THE TASK:
Examine each line of the listing below. Copy those in which the string "impl" appears.

DATA TO EXAMINE:
//! WebSocket channel to the analyzer.

use std::fmt;
use std::sync::atomic::{AtomicBool, Ordering};
use std::sync::Arc;

use futures::{SinkExt, StreamExt};
use pitchcoach_common::protocol::{ClientMessage, ServerMessage};
use tokio::task::JoinHandle;
use tokio_tungstenite::connect_async;
use tokio_tungstenite::tungstenite::Message;
use tracing::{debug, error, info, warn};

use super::{OutboundQueue, TransportConfig};
use crate::error::TransportError;

/// Something that happened on the channel, delivered to its handler.
#[derive(Debug, Clone, PartialEq)]
pub enum ChannelEvent {
    /// A decoded analyzer message
    Message(ServerMessage),
    /// The peer closed the channel
    Closed,
    /// The channel failed
    Failed(String),
}

/// An open analyzer channel.
///
/// Closing is idempotent: queued messages are flushed, a close frame is
/// sent, and the handler receives nothing further from this channel.
pub struct Channel {
    url: String,
    queue: Arc<OutboundQueue>,
    open: Arc<AtomicBool>,
    reader: JoinHandle<()>,
}

impl Channel {
    /// Connect to `url` and start the reader and writer tasks.
    ///
    /// `handler` runs on the reader task for every inbound message and once
    /// when the channel ends for a reason other than a local `close`.
    pub async fn open<F>(
        url: &str,
        config: &TransportConfig,
        handler: F,
    ) -> Result<Self, TransportError>
    where
        F: Fn(ChannelEvent) + Send + Sync + 'static,
    {
        let (socket, _) = connect_async(url)
            .await
            .map_err(|e| TransportError::Connect {
                url: url.to_string(),
                reason: e.to_string(),
            })?;
        info!("Connected to analyzer at {}", url);

        let (mut sink, mut stream) = socket.split();
        let queue = Arc::new(OutboundQueue::new(config.outbound_queue_capacity));
        let open = Arc::new(AtomicBool::new(true));
        let handler = Arc::new(handler);

        {
            let queue = queue.clone();
            let open = open.clone();
            let handler = handler.clone();
            tokio::spawn(async move {
                while let Some(message) = queue.pop().await {
                    let text = match message.encode() {
                        Ok(text) => text,
                        Err(e) => {
                            error!("Dropping outbound message: {}", e);
                            continue;
                        }
                    };
                    if let Err(e) = sink.send(Message::Text(text)).await {
                        if open.swap(false, Ordering::SeqCst) {
                            queue.close();
                            handler(ChannelEvent::Failed(e.to_string()));
                        }
                        return;
                    }
                }
                if let Err(e) = sink.close().await {
                    debug!("Close handshake failed: {}", e);
                }
            });
        }

        let reader = {
            let queue = queue.clone();
            let open = open.clone();
            tokio::spawn(async move {
                let outcome = loop {
                    match stream.next().await {
                        Some(Ok(Message::Text(text))) => match ServerMessage::decode(&text) {
                            Ok(message) => {
                                if open.load(Ordering::SeqCst) {
                                    handler(ChannelEvent::Message(message));
                                }
                            }
                            Err(e) => warn!("Dropping analyzer message: {}", e),
                        },
                        Some(Ok(Message::Binary(bytes))) => {
                            warn!("Dropping unexpected binary frame ({} bytes)", bytes.len());
                        }
                        Some(Ok(Message::Close(frame))) => {
                            debug!("Analyzer closed the channel: {:?}", frame);
                            break ChannelEvent::Closed;
                        }
                        Some(Ok(_)) => {}
                        Some(Err(e)) => break ChannelEvent::Failed(e.to_string()),
                        None => break ChannelEvent::Closed,
                    }
                };

                if open.swap(false, Ordering::SeqCst) {
                    queue.close();
                    handler(outcome);
                }
            })
        };

        Ok(Self {
            url: url.to_string(),
            queue,
            open,
            reader,
        })
    }

    pub fn is_open(&self) -> bool {
        self.open.load(Ordering::SeqCst)
    }

    /// Queue a message for sending.
    pub fn send(&self, message: ClientMessage) -> Result<(), TransportError> {
        if !self.is_open() {
            return Err(TransportError::ChannelClosed);
        }
        self.queue.push(message)
    }

    /// Audio chunks dropped by the outbound queue so far.
    pub fn dropped_audio(&self) -> u64 {
        self.queue.dropped_audio()
    }

    /// Close the channel. Safe to call more than once.
    pub fn close(&self) {
        if self.open.swap(false, Ordering::SeqCst) {
            info!("Closing analyzer channel");
            self.queue.close();
            self.reader.abort();
        }
    }
}

impl Drop for Channel {
    fn drop(&mut self) {
        self.close();
    }
}

impl fmt::Debug for Channel {
    fn fmt(&self, f: &mut fmt::Formatter<'_>) -> fmt::Result {
        f.debug_struct("Channel")
            .field("url", &self.url)
            .field("open", &self.is_open())
            .field("queued", &self.queue.len())
            .finish()
    }
}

YOUR SOLUTION:
impl Channel {
impl Drop for Channel {
impl fmt::Debug for Channel {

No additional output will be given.